Launched nearly three decades ago by the wife of a navy flight surgeon, United Through Reading has strengthened the connections of nearly two million service families in more than 200 locations worldwide. Zoll, who was running an education software firm when she was recruited, has been instrumental in expanding its reach — the organization has roughly doubled the number of facilities and families reached during her tenure. In that achievement, she says, her corporate experience has been instrumental. “In nonprofits, we often sell ourselves short by saying, ‘We’re a charity, we can’t do that,’” she says. “I run this like a business. Our mentality is, we can do this.”

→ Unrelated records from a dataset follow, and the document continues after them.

//! Publishing and paging
//!
//! `publish` freezes a session into the registry and posts page 0 to the
//! channel. `navigate` re-renders an existing channel post in place for any
//! viewer. Storage and the first render are not transactional: if the post
//! fails the registry entry simply stays unreachable until restart.

use std::sync::Arc;

use async_trait::async_trait;
use thiserror::Error;

use super::registry::{store_fresh, CarouselKey, CarouselStore, RegistryError};
use super::render::{render_page, RenderedPage};
use super::session::{CollectRejection, CollectionSession};
use crate::core::metrics;

/// A message posted by the transport.
#[derive(Debug, Clone, Copy, PartialEq, Eq, Hash)]
pub struct PostHandle {
    pub chat_id: i64,
    pub message_id: i32,
}

#[derive(Debug, Clone, PartialEq, Eq, Error)]
pub enum TransportError {
    /// The platform refused the request (e.g. the bot is not a channel admin).
    #[error("request rejected: {0}")]
    Rejected(String),
    #[error("network error: {0}")]
    Network(String),
}

/// Outbound side of the paging protocol.
#[async_trait]
pub trait CarouselTransport: Send + Sync {
    /// Posts a page as a new photo message in the channel.
    async fn send_page(&self, page: &RenderedPage) -> Result<PostHandle, TransportError>;

    /// Replaces photo, caption and buttons of an existing post.
    ///
    /// Re-rendering identical content must succeed.
    async fn edit_page(&self, post: PostHandle, page: &RenderedPage) -> Result<(), TransportError>;
}

#[derive(Debug, Clone, PartialEq, Eq)]
pub struct Published {
    pub key: CarouselKey,
    pub post: PostHandle,
    pub total: usize,
}

#[derive(Debug, Error)]
pub enum PublishError {
    #[error(transparent)]
    Rejected(#[from] CollectRejection),
    #[error(transparent)]
    Registry(#[from] RegistryError),
    #[error("carousel {key} stored but could not be posted: {source}")]
    Transport {
        key: CarouselKey,
        #[source]
        source: TransportError,
    },
}

/// Freezes the session's slides under a fresh key and posts page 0.
pub async fn publish<S, T>(session: &CollectionSession, store: &S, transport: &T) -> Result<Published, PublishError>
where
    S: CarouselStore + ?Sized,
    T: CarouselTransport + ?Sized,
{
    let slides: Arc<[_]> = session.freeze()?.into();
    let total = slides.len();
    let key = store_fresh(store, Arc::clone(&slides)).await?;
    log::info!("Stored carousel {} with {} slide(s)", key, total);

    let Some(page) = render_page(&key, &slides, 0) else {
        return Err(CollectRejection::NoSlides.into());
    };

    match transport.send_page(&page).await {
        Ok(post) => {
            metrics::CAROUSELS_PUBLISHED_TOTAL.inc();
            log::info!(
                "Published carousel {} as message {} in chat {}",
                key,
                post.message_id,
                post.chat_id
            );
            Ok(Published { key, post, total })
        }
        Err(source) => {
            metrics::PUBLISH_FAILURES_TOTAL.inc();
            log::error!("Failed to post carousel {}: {}", key, source);
            Err(PublishError::Transport { key, source })
        }
    }
}

#[derive(Debug, Clone, PartialEq, Eq)]
pub enum NavigationOutcome {
    Rendered { index: usize, total: usize },
    /// Key unknown, e.g. the process restarted since publishing.
    NotFound,
    /// The edit failed; the post keeps its last rendered page.
    EditFailed(TransportError),
}

impl NavigationOutcome {
    fn label(&self) -> &'static str {
        match self {
            Self::Rendered { .. } => "rendered",
            Self::NotFound => "not_found",
            Self::EditFailed(_) => "edit_failed",
        }
    }
}

/// Shows page `index` (clamped) of carousel `key` in `post`.
pub async fn navigate<S, T>(
    store: &S,
    transport: &T,
    post: PostHandle,
    key: &CarouselKey,
    index: i64,
) -> NavigationOutcome
where
    S: CarouselStore + ?Sized,
    T: CarouselTransport + ?Sized,
{
    let outcome = match store.get(key).await.and_then(|slides| render_page(key, &slides, index)) {
        None => {
            log::debug!("Navigation on unknown carousel {}", key);
            NavigationOutcome::NotFound
        }
        Some(page) => match transport.edit_page(post, &page).await {
            Ok(()) => NavigationOutcome::Rendered {
                index: page.index,
                total: page.total,
            },
            Err(e) => {
                log::warn!(
                    "Failed to show page {} of carousel {} in message {}: {}",
                    page.index,
                    key,
                    post.message_id,
                    e
                );
                NavigationOutcome::EditFailed(e)
            }
        },
    };

    metrics::NAVIGATIONS_TOTAL.with_label_values(&[outcome.label()]).inc();
    outcome
}
//! Dispatcher schema and handler chain builders

use teloxide::dispatching::{UpdateFilterExt, UpdateHandler};
use teloxide::prelude::*;
use teloxide::types::Message;

use super::callbacks::handle_callback;
use super::collect::{handle_photo, handle_text, photo_submission};
use super::commands::handle_command;
use super::types::{HandlerDeps, HandlerError, Sender};
use crate::carousel::{CallbackAction, PostHandle};
use crate::telegram::bot::Command;

/// Creates the main dispatcher schema for the Telegram bot.
///
/// The collection flow only runs in private chats; callback queries are
/// accepted from anywhere since channel viewers press the navigation buttons.
///
/// # Arguments
/// * `deps` - Handler dependencies (session store, carousel registry, channel transport)
///
/// # Returns
/// The complete handler tree for the bot
pub fn schema(deps: HandlerDeps) -> UpdateHandler<HandlerError> {
    let deps_commands = deps.clone();
    let deps_photos = deps.clone();
    let deps_texts = deps.clone();
    let deps_callback = deps;

    dptree::entry()
        .branch(command_handler(deps_commands))
        .branch(photo_handler(deps_photos))
        .branch(text_handler(deps_texts))
        .branch(callback_handler(deps_callback))
}

fn private_sender(msg: &Message) -> Option<Sender> {
    if !msg.chat.is_private() {
        return None;
    }
    msg.from.as_ref().map(Sender::from_user)
}

fn command_handler(deps: HandlerDeps) -> UpdateHandler<HandlerError> {
    Update::filter_message()
        .filter(|msg: Message| msg.chat.is_private())
        .filter_command::<Command>()
        .endpoint(move |bot: Bot, msg: Message, cmd: Command| {
            let deps = deps.clone();
            async move {
                let Some(sender) = private_sender(&msg) else {
                    return Ok(());
                };
                log::info!("Received command {:?} from user {}", cmd, sender.user);

                let reply = handle_command(&deps, &sender, cmd).await?;
                reply.send(&bot, msg.chat.id).await?;
                Ok(())
            }
        })
}

fn photo_handler(deps: HandlerDeps) -> UpdateHandler<HandlerError> {
    Update::filter_message()
        .filter(|msg: Message| msg.chat.is_private() && msg.photo().is_some())
        .endpoint(move |bot: Bot, msg: Message| {
            let deps = deps.clone();
            async move {
                let Some(sender) = private_sender(&msg) else {
                    return Ok(());
                };

                let reply = handle_photo(&deps, &sender, photo_submission(&msg)).await?;
                reply.send(&bot, msg.chat.id).await?;
                Ok(())
            }
        })
}

fn text_handler(deps: HandlerDeps) -> UpdateHandler<HandlerError> {
    Update::filter_message()
        .filter(|msg: Message| msg.chat.is_private() && msg.text().is_some())
        .endpoint(move |bot: Bot, msg: Message| {
            let deps = deps.clone();
            async move {
                let (Some(sender), Some(text)) = (private_sender(&msg), msg.text()) else {
                    return Ok(());
                };

                if let Some(reply) = handle_text(&deps, &sender, text).await? {
                    reply.send(&bot, msg.chat.id).await?;
                }
                Ok(())
            }
        })
}

fn callback_handler(deps: HandlerDeps) -> UpdateHandler<HandlerError> {
    Update::filter_callback_query().endpoint(move |bot: Bot, q: CallbackQuery| {
        let deps = deps.clone();
        async move {
            let sender = Sender::from_user(&q.from);
            let action = CallbackAction::parse(q.data.as_deref().unwrap_or_default());
            let post = q.message.as_ref().map(|m| PostHandle {
                chat_id: m.chat().id.0,
                message_id: m.id().0,
            });

            // Always answer so the client stops its progress indicator
            let response = match handle_callback(&deps, &sender, action, post).await {
                Ok(response) => response,
                Err(e) => {
                    bot.answer_callback_query(q.id.clone()).await?;
                    return Err(e);
                }
            };

            let mut answer = bot.answer_callback_query(q.id.clone());
            if let Some(notice) = response.notice {
                answer = answer.text(notice);
            }
            answer.await?;

            if let Some(reply) = response.reply {
                reply.send(&bot, ChatId::from(q.from.id)).await?;
            }
            Ok(())
        }
    })
}
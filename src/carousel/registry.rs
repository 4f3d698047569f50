//! Published carousel registry
//!
//! Maps a short random key to the frozen slide list of one published post.
//! Entries are insert-only and live for the lifetime of the process.

use std::fmt;
use std::sync::Arc;

use async_trait::async_trait;
use dashmap::mapref::entry::Entry;
use dashmap::DashMap;
use thiserror::Error;

use super::slide::Slide;
use crate::core::config::carousel::{KEY_ATTEMPTS, KEY_LEN, KEY_MAX_LEN};

const KEY_ALPHABET: &[u8; 36] = b"0123456789abcdefghijklmnopqrstuvwxyz";

/// Opaque identifier correlating navigation buttons with their slide list.
#[derive(Debug, Clone, PartialEq, Eq, Hash)]
pub struct CarouselKey(String);

impl CarouselKey {
    /// Validates a key received in a button payload (ASCII alphanumerics only).
    pub fn parse(raw: &str) -> Option<Self> {
        let valid = !raw.is_empty() && raw.len() <= KEY_MAX_LEN && raw.bytes().all(|b| b.is_ascii_alphanumeric());
        valid.then(|| Self(raw.to_string()))
    }

    /// Random lowercase base-36 token of [`KEY_LEN`] characters.
    pub fn generate() -> Self {
        let mut n: u64 = rand::random();
        let key = (0..KEY_LEN)
            .map(|_| {
                let digit = (n % 36) as usize;
                n /= 36;
                char::from(KEY_ALPHABET[digit])
            })
            .collect();
        Self(key)
    }

    pub fn as_str(&self) -> &str {
        &self.0
    }
}

impl fmt::Display for CarouselKey {
    fn fmt(&self, f: &mut fmt::Formatter<'_>) -> fmt::Result {
        f.write_str(&self.0)
    }
}

#[derive(Debug, Error, PartialEq, Eq)]
pub enum RegistryError {
    #[error("no free carousel key after {0} attempts")]
    KeySpaceExhausted(usize),
}

#[async_trait]
pub trait CarouselStore: Send + Sync {
    /// Stores `slides` under `key` unless the key is taken. Returns whether it was stored.
    async fn insert_if_vacant(&self, key: CarouselKey, slides: Arc<[Slide]>) -> bool;

    async fn get(&self, key: &CarouselKey) -> Option<Arc<[Slide]>>;

    async fn len(&self) -> usize;
}

/// Stores `slides` under a freshly generated key.
pub async fn store_fresh<S>(store: &S, slides: Arc<[Slide]>) -> Result<CarouselKey, RegistryError>
where
    S: CarouselStore + ?Sized,
{
    store_fresh_with(store, slides, CarouselKey::generate).await
}

/// Like [`store_fresh`] with an explicit key source.
///
/// A taken key is regenerated up to [`KEY_ATTEMPTS`] times.
pub async fn store_fresh_with<S, G>(store: &S, slides: Arc<[Slide]>, mut next_key: G) -> Result<CarouselKey, RegistryError>
where
    S: CarouselStore + ?Sized,
    G: FnMut() -> CarouselKey + Send,
{
    for attempt in 1..=KEY_ATTEMPTS {
        let key = next_key();
        if store.insert_if_vacant(key.clone(), Arc::clone(&slides)).await {
            return Ok(key);
        }
        log::warn!("Carousel key collision on {} (attempt {}/{})", key, attempt, KEY_ATTEMPTS);
    }
    Err(RegistryError::KeySpaceExhausted(KEY_ATTEMPTS))
}

/// Process-memory registry. Never evicts.
#[derive(Default)]
pub struct InMemoryCarouselStore {
    carousels: DashMap<CarouselKey, Arc<[Slide]>>,
}

impl InMemoryCarouselStore {
    pub fn new() -> Self {
        Self::default()
    }
}

#[async_trait]
impl CarouselStore for InMemoryCarouselStore {
    async fn insert_if_vacant(&self, key: CarouselKey, slides: Arc<[Slide]>) -> bool {
        match self.carousels.entry(key) {
            Entry::Occupied(_) => false,
            Entry::Vacant(entry) => {
                entry.insert(slides);
                true
            }
        }
    }

    async fn get(&self, key: &CarouselKey) -> Option<Arc<[Slide]>> {
        self.carousels.get(key).map(|entry| Arc::clone(entry.value()))
    }

    async fn len(&self) -> usize {
        self.carousels.len()
    }
}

Among the innovations Zoll has implemented are an expansion of United Through Reading to all branches of service, including the National Guard and Coast Guard, and efforts to find ways to include Navy SEALs and other special forces members whose mission precludes them from being able to participate while deployed. That growth and commitment has brought deserved attention. In February, the Congressional Medal of Honor Society recognized United Through Reading with its inaugural Community Service Hero Award for the organization’s “exceptional impact … in supporting our nation’s service member community.”

Photo provided

For Zoll, an army spouse of 30 years herself, it was an emotional moment. “I actually cried when they called,” she says. “Medal of Honor recipients have received America’s highest honor for bravery, so to be chosen as the first organization honored by them is beyond humbling.” She was similarly moved last fall when the Library of Congress recognized United Through Reading with its 2015 Literacy Award. It’s perhaps overshadowed by the emotional impact of their work, but feedback shows nearly 80 percent of United Through Reading families have children who are more interested, avid readers. “It’s an amazing honor,” Zoll says.

Indeed, about the only feedback Zoll receives that’s anything less than uniformly positive is a question: With free video-chat technologies like Skype and FaceTime so prevalent, is there really still a need for the service that United Through Reading provides? “We get asked that a lot,” she says. And the answer makes perfect sense. From time-zone differences between the United States and deployment locations to technical issues on such long-distance calls, prerecorded video is simply more reliable. Besides, says Zoll, “If you’ve ever tried to talk to a 3-year-old, there’s not always a lot to converse about.”

Ultimately, she says, what matters is the knowledge that that connection, both technological and emotional, is available 24/7. “We call it ‘Mommy or Daddy on demand,’” Zoll says. “That reliability, the fact that children can access it whenever they need their parent, is what makes it such a wonderful experience for them.”